Finn and Bob are on hand to supervise...
Finn and Bob are on hand to supervise…

Two hours resulted in three framed pieces and one matted image. I have four more paintings to do tonight, plus the hanging wires.

My mom called during this mess and I talked to her while defending my piles from the cats. I said to her, “Why can’t I have a simple hobby. Or at least a cheap one?”

She laughed and said, “Because you’ve turned your hobby into a business.”

This got me thinking. Do I want my painting to be a business? Is my end goal here to make my living from art?

Short answer for the last question: no (unless I win the lottery, which I’m totally open to.) For the first question, however, I’m a little less sure.

When artists paint, they create paintings. At a certain point the paintings sort of pile up. Yes, they make handy gifts, but sometimes your friends don’t want your experimental abstracts or another horse painting. Even your mom has limited wall space. That’s where “the public” comes in.

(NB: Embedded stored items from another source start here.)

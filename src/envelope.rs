// Copyright (c) 2025-2026 Adrian Robinson. Licensed under the AGPL-3.0.
// See LICENSE file in the project root for full license text.

//! Versioned wrapper for every persisted record.
//!
//! ```text
//! {"v": 1, "data": <record>}
//! ```
//!
//! Records written before versioning existed are bare JSON (no envelope).
//! They decode as version 0 and are rewritten in the current format on the
//! next write. A version newer than [`CURRENT_VERSION`] is refused: this
//! build cannot know what the extra fields mean, so it fails closed.

use serde::de::DeserializeOwned;
use serde::{Deserialize, Serialize};
use serde_json::Value;

use crate::storage::traits::StorageError;

pub const CURRENT_VERSION: u32 = 1;

#[derive(Serialize)]
struct EnvelopeRef<'a, T> {
    v: u32,
    data: &'a T,
}

#[derive(Deserialize)]
struct EnvelopeOwned {
    v: u32,
    data: Value,
}

/// A decoded record plus the version it was stored with.
#[derive(Debug, Clone, PartialEq)]
pub struct Decoded<T> {
    pub record: T,
    pub version: u32,
}

impl<T> Decoded<T> {
    /// Whether the stored bytes predate the current format.
    #[must_use]
    pub fn needs_migration(&self) -> bool {
        self.version < CURRENT_VERSION
    }
}

pub fn encode<T: Serialize>(record: &T) -> Result<Vec<u8>, StorageError> {
    let envelope = EnvelopeRef {
        v: CURRENT_VERSION,
        data: record,
    };
    Ok(serde_json::to_vec(&envelope)?)
}

pub fn decode<T: DeserializeOwned>(key: &str, bytes: &[u8]) -> Result<Decoded<T>, StorageError> {
    let raw: Value = serde_json::from_slice(bytes).map_err(|e| StorageError::Corruption {
        key: key.to_string(),
        reason: format!("not valid JSON: {}", e),
    })?;

    if is_enveloped(&raw) {
        let envelope: EnvelopeOwned =
            serde_json::from_value(raw).map_err(|e| StorageError::Corruption {
                key: key.to_string(),
                reason: format!("bad envelope: {}", e),
            })?;

        if envelope.v > CURRENT_VERSION {
            return Err(StorageError::Corruption {
                key: key.to_string(),
                reason: format!(
                    "record version {} is newer than supported version {}",
                    envelope.v, CURRENT_VERSION
                ),
            });
        }

        let record = serde_json::from_value(envelope.data).map_err(|e| StorageError::Corruption {
            key: key.to_string(),
            reason: format!("bad v{} record: {}", envelope.v, e),
        })?;
        return Ok(Decoded {
            record,
            version: envelope.v,
        });
    }

    // Legacy: bare record, no version tag
    let record = serde_json::from_value(raw).map_err(|e| StorageError::Corruption {
        key: key.to_string(),
        reason: format!("bad legacy record: {}", e),
    })?;
    Ok(Decoded { record, version: 0 })
}

fn is_enveloped(raw: &Value) -> bool {
    match raw.as_object() {
        Some(obj) => obj.len() == 2 && obj.contains_key("v") && obj.contains_key("data"),
        None => false,
    }
}
// Copyright (c) 2025-2026 Adrian Robinson. Licensed under the AGPL-3.0.
// See LICENSE file in the project root for full license text.

//! Wall-clock source for entry timestamps and cache staleness.
//!
//! Everything is epoch milliseconds. [`ManualClock`] lets tests move time
//! forward without sleeping.

use std::sync::atomic::{AtomicI64, Ordering};

pub trait Clock: Send + Sync {
    fn now_millis(&self) -> i64;
}

/// The system clock.
#[derive(Debug, Default, Clone, Copy)]
pub struct SystemClock;

impl Clock for SystemClock {
    fn now_millis(&self) -> i64 {
        std::time::SystemTime::now()
            .duration_since(std::time::UNIX_EPOCH)
            .unwrap_or_default()
            .as_millis() as i64
    }
}

/// A clock that only moves when told to.
#[derive(Debug, Default)]
pub struct ManualClock {
    now: AtomicI64,
}

impl ManualClock {
    #[must_use]
    pub fn new(start_millis: i64) -> Self {
        Self {
            now: AtomicI64::new(start_millis),
        }
    }

    pub fn advance_millis(&self, millis: i64) {
        self.now.fetch_add(millis, Ordering::SeqCst);
    }

    pub fn advance_secs(&self, secs: u64) {
        self.advance_millis(secs as i64 * 1000);
    }

    pub fn set(&self, millis: i64) {
        self.now.store(millis, Ordering::SeqCst);
    }
}

impl Clock for ManualClock {
    fn now_millis(&self) -> i64 {
        self.now.load(Ordering::SeqCst)
    }
}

Artists lament lack of sales. People seem willing to go to Ikea or Fred Meyer and buy a print for $50, but unwilling to invest $200 in an original by a local artist. At shows like the ones I’m going to this summer, jewelry and other small items under $20 tend to do really well, but larger pieces, no matter how well-priced, don’t sell. Many artists get around this by offering prints or cards; for myself, however, I’ve found I invest quite a bit in printing and get the money back in a reluctant trickle. I’m focusing on displaying original paintings and seeking commissions. The investment per piece is just as high, but when I do get a sale my profits look like $20, not 20¢.

$20 you say. Surely more than that! I guess it depends on your numbers (and remember, I’m a numbers person by profession.) We’ll assume I produce 10 paintings a year and use that to divide the cost per painting.

  • A sheet of watercolor paper: $6.75+ (usually divided in half) = $3.38 per painting
  • Paint: $10-18 per tube = $3 per painting
  • Brushes, equipment, other: $250 (I’ll divide this over 100 paintings) = $2.50 per painting
  • Marketing (website, booth fees, etc.): $200 per year (divided over 10 paintings per year) = $17.10 per painting
  • Classes (workshops, regular classes, critique groups, conventions): $1000 per year (divided over 10 paintings per year) = $100 per painting
  • Transportation / commute /etc.: $100 per year = $10 per painting
  • Mats: $15 per painting

In short, to get a painting from idea to the hands of a buyer takes $150.98 (matted, without a frame (with a basic frame add $35.)) One could argue that that price would be reduced some without marketing, classes, and transportation. But I do want to take classes and improve, and I like the experience of meeting the public and hearing what they think of my art.

I’m not complaining or lamenting the state of art. I’m just wishing I didn’t feel like I had to worry about all this. Keep It Simple Stupid. That would seem to be the direction I want to go, but apparently it’s going to be complicated for a while.